**Aim of the exercise**
After reading the data below, copy out every line that contains the word "DialogError".

....................

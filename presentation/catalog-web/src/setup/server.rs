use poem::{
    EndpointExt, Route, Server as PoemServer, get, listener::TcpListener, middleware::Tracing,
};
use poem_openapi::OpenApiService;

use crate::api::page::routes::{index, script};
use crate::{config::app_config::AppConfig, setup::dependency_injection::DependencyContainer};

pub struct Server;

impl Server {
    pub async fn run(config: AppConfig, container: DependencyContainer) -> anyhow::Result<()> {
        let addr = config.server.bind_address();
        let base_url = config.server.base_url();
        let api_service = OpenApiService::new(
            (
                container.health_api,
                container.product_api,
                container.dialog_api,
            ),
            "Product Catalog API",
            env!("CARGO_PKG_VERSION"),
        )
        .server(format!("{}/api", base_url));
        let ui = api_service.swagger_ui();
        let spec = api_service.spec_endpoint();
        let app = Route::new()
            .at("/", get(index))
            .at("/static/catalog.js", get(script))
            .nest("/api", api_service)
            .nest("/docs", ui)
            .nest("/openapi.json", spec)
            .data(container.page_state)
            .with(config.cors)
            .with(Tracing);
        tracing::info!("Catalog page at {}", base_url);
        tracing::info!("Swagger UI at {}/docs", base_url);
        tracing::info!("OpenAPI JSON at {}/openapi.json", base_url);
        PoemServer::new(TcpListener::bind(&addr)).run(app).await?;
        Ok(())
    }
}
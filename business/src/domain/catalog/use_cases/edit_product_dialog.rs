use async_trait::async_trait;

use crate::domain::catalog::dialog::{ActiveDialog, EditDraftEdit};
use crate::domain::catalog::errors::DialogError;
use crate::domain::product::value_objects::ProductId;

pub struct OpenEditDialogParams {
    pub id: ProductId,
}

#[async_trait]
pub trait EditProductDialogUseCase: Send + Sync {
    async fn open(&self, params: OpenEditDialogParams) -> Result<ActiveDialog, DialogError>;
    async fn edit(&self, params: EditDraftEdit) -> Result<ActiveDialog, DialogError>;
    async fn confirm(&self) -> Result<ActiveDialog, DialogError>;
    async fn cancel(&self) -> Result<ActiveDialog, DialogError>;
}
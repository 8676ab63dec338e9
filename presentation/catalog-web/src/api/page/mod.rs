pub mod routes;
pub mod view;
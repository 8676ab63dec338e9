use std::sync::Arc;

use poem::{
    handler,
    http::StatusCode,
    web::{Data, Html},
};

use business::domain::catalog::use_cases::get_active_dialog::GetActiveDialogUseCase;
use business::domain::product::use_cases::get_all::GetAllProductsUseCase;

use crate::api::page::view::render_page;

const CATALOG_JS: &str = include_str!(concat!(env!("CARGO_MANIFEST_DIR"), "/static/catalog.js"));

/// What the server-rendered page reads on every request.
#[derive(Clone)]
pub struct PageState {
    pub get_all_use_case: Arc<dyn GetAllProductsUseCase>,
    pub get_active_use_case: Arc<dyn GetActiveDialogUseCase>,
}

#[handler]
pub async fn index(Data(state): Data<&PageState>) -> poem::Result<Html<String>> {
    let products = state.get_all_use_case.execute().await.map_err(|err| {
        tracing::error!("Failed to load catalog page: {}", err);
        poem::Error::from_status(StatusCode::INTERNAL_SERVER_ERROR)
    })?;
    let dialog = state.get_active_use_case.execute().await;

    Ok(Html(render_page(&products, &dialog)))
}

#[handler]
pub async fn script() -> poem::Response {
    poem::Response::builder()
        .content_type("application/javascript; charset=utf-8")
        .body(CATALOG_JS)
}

....................

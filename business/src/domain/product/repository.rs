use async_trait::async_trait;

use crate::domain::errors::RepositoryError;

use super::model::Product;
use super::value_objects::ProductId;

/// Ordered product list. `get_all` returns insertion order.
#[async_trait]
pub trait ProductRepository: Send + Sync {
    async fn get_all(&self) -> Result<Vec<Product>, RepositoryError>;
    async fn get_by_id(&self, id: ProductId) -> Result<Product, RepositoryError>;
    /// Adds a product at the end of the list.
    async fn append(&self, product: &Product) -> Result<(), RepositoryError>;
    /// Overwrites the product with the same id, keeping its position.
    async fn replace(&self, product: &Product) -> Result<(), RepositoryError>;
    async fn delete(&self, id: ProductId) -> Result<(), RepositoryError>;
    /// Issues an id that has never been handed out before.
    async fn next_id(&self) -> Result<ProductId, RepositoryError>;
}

....................

**Reply to the task**
use crate::domain::catalog::errors::DialogError;
    async fn open(&self, params: OpenEditDialogParams) -> Result<ActiveDialog, DialogError>;
    async fn edit(&self, params: EditDraftEdit) -> Result<ActiveDialog, DialogError>;
    async fn confirm(&self) -> Result<ActiveDialog, DialogError>;
    async fn cancel(&self) -> Result<ActiveDialog, DialogError>;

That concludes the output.